What lines below mention the word "filename"? Copy each one.

[Data excerpts]

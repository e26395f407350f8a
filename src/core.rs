//! Core runtime logic for mdtail.
//!
//! This module contains the non-UI "engine" pieces used by the application:
//! - [watcher]: polling change detection, one thread per document.
//! - [fm]: argument resolution and document reading.
//! - [formatter]: tab line, footer and error text helpers.
//! - [terminal]: terminal setup/teardown and the main event loop.

pub mod fm;
pub mod formatter;
pub mod terminal;
pub mod watcher;

pub use fm::{ContentReader, FsReader, Resolution, resolve_documents};
pub use watcher::{ChangeWatcher, ModToken};
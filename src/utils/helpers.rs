//! Helpers for mdtail.
//!
//! - Color parsing from names or hex codes
//! - Home directory lookup
//! - Path display helpers used in warnings and error lines

use ratatui::style::Color;
use std::path::{MAIN_SEPARATOR, Path, PathBuf};

/// Parses a string (color name or hex) into a ratatui::style::Color
///
/// Supports standard names (red, green, etc.) as well as hex values (#RRGGBB or #RGB)
pub fn parse_color(s: &str) -> Color {
    match s.to_lowercase().as_str() {
        "default" | "reset" => Color::Reset,
        "yellow" => Color::Yellow,
        "red" => Color::Red,
        "blue" => Color::Blue,
        "green" => Color::Green,
        "magenta" => Color::Magenta,
        "cyan" => Color::Cyan,
        "white" => Color::White,
        "black" => Color::Black,
        "gray" | "grey" => Color::Gray,
        "darkgray" | "darkgrey" => Color::DarkGray,
        _ => {
            if let Some(color) = s.strip_prefix('#') {
                match color.len() {
                    6 => {
                        if let Ok(rgb) = u32::from_str_radix(color, 16) {
                            return rgb_color(rgb);
                        }
                    }
                    3 => {
                        let expanded = color
                            .chars()
                            .map(|c| format!("{}{}", c, c))
                            .collect::<String>();
                        if let Ok(rgb) = u32::from_str_radix(&expanded, 16) {
                            return rgb_color(rgb);
                        }
                    }
                    _ => {}
                }
            }
            // fallback
            Color::Reset
        }
    }
}

fn rgb_color(rgb: u32) -> Color {
    Color::Rgb(
        ((rgb >> 16) & 0xFF) as u8,
        ((rgb >> 8) & 0xFF) as u8,
        (rgb & 0xFF) as u8,
    )
}

#[inline]
pub fn get_home() -> Option<PathBuf> {
    dirs::home_dir()
}

/// Shortens the home directory prefix of `path` to "~".
pub fn shorten_home_path<P: AsRef<Path>>(path: P) -> String {
    let path = path.as_ref();
    if let Some(home_dir) = get_home()
        && let Ok(stripped) = path.strip_prefix(&home_dir)
    {
        if stripped.as_os_str().is_empty() {
            return "~".to_string();
        } else {
            let mut short = stripped.display().to_string();
            if short.starts_with(MAIN_SEPARATOR) {
                short.remove(0);
            }
            return format!("~{}{}", MAIN_SEPARATOR, short);
        }
    }
    path.display().to_string()
}

/// Display form of a path without the Windows verbatim prefix.
pub fn readable_path(path: &Path) -> String {
    #[cfg(windows)]
    {
        let display = path.display().to_string();
        display
            .strip_prefix(r"\\?\")
            .unwrap_or(&display)
            .to_string()
    }
    #[cfg(not(windows))]
    {
        path.display().to_string()
    }
}
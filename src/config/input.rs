//! Input configuration options for mdtail
//!
//! This module defines the `[keys]` table of mdtail.toml.
//! Key strings use the same syntax as the keymap parser: "Left", "l", "Ctrl+c", "<c-c>".

use serde::Deserialize;

/// Key bindings for every action
#[derive(Deserialize, Debug, Clone)]
#[serde(default)]
pub struct Keys {
    prev_tab: Vec<String>,
    next_tab: Vec<String>,
    quit: Vec<String>,
}

macro_rules! accessor {
    ($($name:ident),+ $(,)?) => {
        impl Keys {
            $(
                #[inline]
                pub fn $name(&self) -> &[String] {
                    &self.$name
                }
            )+
        }
    };
}

accessor!(prev_tab, next_tab, quit);

impl Default for Keys {
    fn default() -> Self {
        Keys {
            prev_tab: vec!["Left".into(), "h".into(), "Shift+Tab".into()],
            next_tab: vec!["Right".into(), "l".into(), "Tab".into()],
            quit: vec!["Ctrl+c".into(), "q".into()],
        }
    }
}
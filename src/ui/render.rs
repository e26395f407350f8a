//! UI renderer implementation.
//!
//! Contains the top-level `render` entry point used by the painter and the
//! layout helper that splits the screen into tab, content and footer chunks.
//!
//! This module stays pure rendering: it reads a [Screen] and the theme and produces widgets.

use crate::config::Theme;
use crate::ui::painter::Screen;
use crate::ui::widgets;

use ratatui::{
    Frame,
    layout::{Constraint, Direction, Layout, Rect},
};

/// Screen areas of one frame.
#[derive(Debug, Clone, Copy, PartialEq)]
pub struct Chunks {
    pub tabs: Option<Rect>,
    pub rule: Option<Rect>,
    pub content: Rect,
    pub footer: Rect,
}

pub fn render(frame: &mut Frame, screen: &Screen, theme: &Theme) {
    let chunks = layout_chunks(frame.area(), screen.has_tabs());

    if let (Some(tabs), Some(rule)) = (chunks.tabs, chunks.rule) {
        frame.render_widget(widgets::tab_line(screen, theme, tabs.width), tabs);
        frame.render_widget(widgets::rule(theme, rule.width), rule);
    }

    frame.render_widget(widgets::content_block(screen, theme), chunks.content);
    frame.render_widget(widgets::footer_line(screen, theme), chunks.footer);
}

/// Splits `area` into tab line, rule, content and footer.
///
/// The tab line and rule are only present in multi-document mode.
pub fn layout_chunks(area: Rect, has_tabs: bool) -> Chunks {
    if has_tabs {
        let parts = Layout::default()
            .direction(Direction::Vertical)
            .constraints([
                Constraint::Length(1),
                Constraint::Length(1),
                Constraint::Min(1),
                Constraint::Length(1),
            ])
            .split(area);
        Chunks {
            tabs: Some(parts[0]),
            rule: Some(parts[1]),
            content: parts[2],
            footer: parts[3],
        }
    } else {
        let parts = Layout::default()
            .direction(Direction::Vertical)
            .constraints([Constraint::Min(1), Constraint::Length(1)])
            .split(area);
        Chunks {
            tabs: None,
            rule: None,
            content: parts[0],
            footer: parts[1],
        }
    }
}

#[cfg(test)]
mod tests {
    use super::*;

    #[test]
    fn layout_with_tabs_reserves_two_header_rows() {
        let chunks = layout_chunks(Rect::new(0, 0, 80, 20), true);
        assert_eq!(chunks.tabs.map(|r| r.height), Some(1));
        assert_eq!(chunks.rule.map(|r| r.y), Some(1));
        assert_eq!(chunks.content.y, 2);
        assert_eq!(chunks.content.height, 17);
        assert_eq!(chunks.footer.y, 19);
    }

    #[test]
    fn layout_without_tabs() {
        let chunks = layout_chunks(Rect::new(0, 0, 80, 20), false);
        assert!(chunks.tabs.is_none());
        assert_eq!(chunks.content.height, 19);
        assert_eq!(chunks.footer.height, 1);
    }
}
//! Configuration for mdtail.
//!
//! Settings are read from `mdtail.toml` (see [load::Config::default_path]):
//! - [general]: polling interval, settle delay, default document, allowed extensions
//! - [input]: key bindings for tab navigation and quitting
//! - [theme]: colors of the tab line, content border, footer and error line
//! - [logging]: log level and log file location
//!
//! Every section falls back to internal defaults when missing.

pub mod general;
pub mod input;
pub mod load;
pub mod logging;
pub mod theme;

pub use general::General;
pub use input::Keys;
pub use load::Config;
pub use logging::Logging;
pub use theme::Theme;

[/Data excerpts]

Result:
filename src/core.rs
filename src/utils/helpers.rs
filename src/config/input.rs
filename src/ui/render.rs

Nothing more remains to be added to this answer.